| Task instructions |
Once you reach the line containing "out, never consumed" in the data below, restate each line word for word up to and including the one containing "Resampled-fold phase ─────────────────────────────────────".

| Available data |
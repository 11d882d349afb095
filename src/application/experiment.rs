// ============================================================
// Layer 2 — ExperimentUseCase
// ============================================================
// Orchestrates the full imbalance experiment in order:
//
//   Step 1: Load the CSV dataset        (Layer 4 - data)
//   Step 2: Drop schema columns         (Layer 3 - domain)
//   Step 3: Split train/val/test        (Layer 4 - data)
//   Step 4: Normalize held-out sets     (Layer 4 - data)
//   Step 5: Snapshot config             (Layer 6 - infra)
//   Step 6: Resampled-fold phase        (Layers 4+5)
//   Step 7: Full-imbalance phase        (Layer 5 - ml)
//   Step 8: Class-weighted phase        (Layer 5 - ml)
//
// The three training phases run unconditionally in sequence —
// no branching on intermediate results, no retry. Every phase
// trains a fresh model; nothing carries over.
//
// Reference: Rust Book §13 (Iterators and Closures)
//            Burn Book §5 (Training)

use anyhow::{bail, Result};
use serde::{Deserialize, Serialize};

use crate::data::{
    dataset::SessionDataset,
    loader::CsvLoader,
    normalizer::l2_normalize_rows,
    resampler::balanced_folds,
    splitter::split_train_val_test,
};
use crate::domain::{frame::Frame, schema::SchemaConfig, traits::RecordSource};
use crate::infra::metrics::{EvalRecord, MetricsLogger};
use crate::ml::{evaluator, trainer};

// ─── Experiment Configuration ────────────────────────────────────────────────
// All parameters for one experiment run.
// Serialisable so the infra layer can snapshot it to disk and a
// result can always be traced back to its exact parameters.
#[derive(Debug, Clone, Serialize, Deserialize)]
pub struct ExperimentConfig {
    pub data_path:       String,
    pub output_dir:      String,
    pub schema:          SchemaConfig,
    pub seed:            u64,
    pub train_fraction:  f64,
    pub val_fraction:    f64,
    pub epochs:          usize,
    pub batch_size:      usize,
    pub lr:              f64,
    pub minority_weight: f32,
}

impl Default for ExperimentConfig {
    fn default() -> Self {
        Self {
            data_path:       "data/sessions.csv".to_string(),
            output_dir:      "output".to_string(),
            schema:          SchemaConfig::default(),
            seed:            7,
            train_fraction:  0.6,
            val_fraction:    0.2,
            epochs:          1,
            batch_size:      128,
            lr:              1e-3,
            minority_weight: 2.2,
        }
    }
}

// ─── ExperimentUseCase ───────────────────────────────────────────────────────
// Owns the config and runs the full experiment pipeline.
pub struct ExperimentUseCase {
    config: ExperimentConfig,
}

/// A held-out set with pre-normalized features, evaluated
/// repeatedly against each trained model.
struct HeldOut {
    rows:   Vec<Vec<f32>>,
    labels: Vec<u8>,
}

impl ExperimentUseCase {
    /// Create a new ExperimentUseCase with the given configuration
    pub fn new(config: ExperimentConfig) -> Self {
        Self { config }
    }

    /// Execute the full experiment end to end
    pub fn execute(&self) -> Result<()> {
        let cfg    = &self.config;
        let schema = &cfg.schema;

        // ── Step 1: Load the dataset ─────────────────────────────────────────
        tracing::info!("Loading session records from '{}'", cfg.data_path);
        let loader = CsvLoader::new(&cfg.data_path);
        let frame  = loader.load()?;

        // ── Step 2: Drop leaking / irrelevant columns ────────────────────────
        let frame = frame.drop_columns(&schema.drop_columns);
        if frame.column_index(&schema.label_column).is_none() {
            bail!(
                "label column '{}' not found in '{}'",
                schema.label_column, cfg.data_path
            );
        }
        if frame.is_empty() {
            bail!("dataset '{}' has no records", cfg.data_path);
        }

        // ── Step 3: Train / validation / test split ──────────────────────────
        // Seeded shuffle; the partitions are fixed from here on.
        let (train, val, test) =
            split_train_val_test(frame, cfg.train_fraction, cfg.val_fraction, cfg.seed)?;
        tracing::info!(
            "Split: {} train, {} validation, {} test (held out)",
            train.row_count(),
            val.row_count(),
            test.row_count()
        );
        if train.is_empty() || val.is_empty() {
            bail!("train or validation split is empty — dataset too small for the configured fractions");
        }

        // ── Step 4: Normalize the held-out sets once, globally ───────────────
        // Folds are normalized per-fold later; validation and test are
        // normalized a single time and reused against every model.
        let val_set = held_out(&val, schema)?;
        let _test   = held_out(&test, schema)?; // held out, never consumed

        // ── Step 5: Snapshot the config ──────────────────────────────────────
        let logger = MetricsLogger::new(cfg.output_dir.clone())?;
        logger.save_config(cfg)?;

        // ── Step 6: Resampled-fold phase ─────────────────────────────────────
        // One balanced fold per disjoint majority chunk; each fold
        // trains an independent model evaluated on the validation set.
        let folds      = balanced_folds(&train, schema)?;
        let fold_count = folds.fold_count();
        for (i, fold) in folds.enumerate() {
            let fold_no = i + 1;
            println!("\n=== Resampled fold {fold_no}/{fold_count} ===");

            let dataset = fold_dataset(&fold, schema)?;
            tracing::info!(
                "Fold {}: {} samples ({} positive)",
                fold_no,
                dataset.sample_count(),
                dataset.positive_count()
            );

            let model  = trainer::fit(cfg, dataset, feature_count(&val_set), None)?;
            let report = self.describe(&model, &val_set);
            logger.log(&EvalRecord::from_report("resampled", fold_no, &report))?;
        }

        // ── Step 7: Full-imbalance phase ─────────────────────────────────────
        // One model on the whole training split, no correction at all.
        println!("\n=== Full imbalanced training set ===");
        let dataset = fold_dataset(&train, schema)?;
        let model   = trainer::fit(cfg, dataset, feature_count(&val_set), None)?;
        let report  = self.describe(&model, &val_set);
        logger.log(&EvalRecord::from_report("full", 0, &report))?;

        // ── Step 8: Class-weighted phase ─────────────────────────────────────
        // Same training split, but the loss weighs minority samples up
        // instead of discarding majority data.
        println!("\n=== Class-weighted training set (1 : {}) ===", cfg.minority_weight);
        let dataset = fold_dataset(&train, schema)?;
        let weights = [1.0, cfg.minority_weight];
        let model   = trainer::fit(cfg, dataset, feature_count(&val_set), Some(weights))?;
        let report  = self.describe(&model, &val_set);
        logger.log(&EvalRecord::from_report("weighted", 0, &report))?;

        tracing::info!("Metrics written to '{}'", logger.csv_path().display());
        Ok(())
    }

    /// Predict on the validation set, print the report, return it.
    fn describe(
        &self,
        model:   &trainer::FittedModel,
        held:    &HeldOut,
    ) -> evaluator::EvaluationReport {
        let probs  = trainer::predict_probs(model, &held.rows);
        let report = evaluator::evaluate(&held.labels, &probs);
        println!("\ntarget preds");
        println!("{report}");
        report
    }
}

/// Split off the label column and L2-normalize the features of a
/// held-out split.
fn held_out(split: &Frame, schema: &SchemaConfig) -> Result<HeldOut> {
    let (features, target) = split.take_target(&schema.label_column)?;
    let mut rows = features.into_rows();
    l2_normalize_rows(&mut rows);
    let labels = target.iter().map(|&t| (t != 0.0) as u8).collect();
    Ok(HeldOut { rows, labels })
}

/// Turn one training Frame (a balanced fold or the full training
/// split) into a normalized Burn dataset.
fn fold_dataset(frame: &Frame, schema: &SchemaConfig) -> Result<SessionDataset> {
    let (features, target) = frame.take_target(&schema.label_column)?;
    let mut rows = features.into_rows();
    l2_normalize_rows(&mut rows);
    SessionDataset::from_rows(rows, &target)
}

fn feature_count(held: &HeldOut) -> usize {
    held.rows.first().map(|r| r.len()).unwrap_or(0)
}

// ─── Unit Tests ───────────────────────────────────────────────────────────────
#[cfg(test)]
mod tests {
    use super::*;

    fn tiny_frame() -> Frame {
        Frame::new(
            vec!["a".to_string(), "b".to_string(), "order".to_string()],
            vec![
                vec![3.0, 4.0, 1.0],
                vec![6.0, 8.0, 0.0],
            ],
        ).unwrap()
    }

    #[test]
    fn test_held_out_normalizes_and_labels() {
        let schema = SchemaConfig::default();
        let held   = held_out(&tiny_frame(), &schema).unwrap();

        assert_eq!(held.labels, vec![1, 0]);
        // Both rows are multiples of (3, 4) → identical unit vectors
        assert!((held.rows[0][0] - 0.6).abs() < 1e-6);
        assert!((held.rows[1][0] - 0.6).abs() < 1e-6);
    }

    #[test]
    fn test_fold_dataset_sample_counts() {
        let schema  = SchemaConfig::default();
        let dataset = fold_dataset(&tiny_frame(), &schema).unwrap();
        assert_eq!(dataset.sample_count(), 2);
        assert_eq!(dataset.positive_count(), 1);
    }

    #[test]
    fn test_default_config_matches_reference_protocol() {
        let cfg = ExperimentConfig::default();
        assert_eq!(cfg.seed, 7);
        assert_eq!(cfg.epochs, 1);
        assert_eq!(cfg.batch_size, 128);
        assert_eq!(cfg.schema.label_column, "order");
        assert!((cfg.minority_weight - 2.2).abs() < 1e-6);
    }
}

| Output for this task |
        let _test   = held_out(&test, schema)?; // held out, never consumed

        // ── Step 5: Snapshot the config ──────────────────────────────────────
        let logger = MetricsLogger::new(cfg.output_dir.clone())?;
        logger.save_config(cfg)?;

        // ── Step 6: Resampled-fold phase ─────────────────────────────────────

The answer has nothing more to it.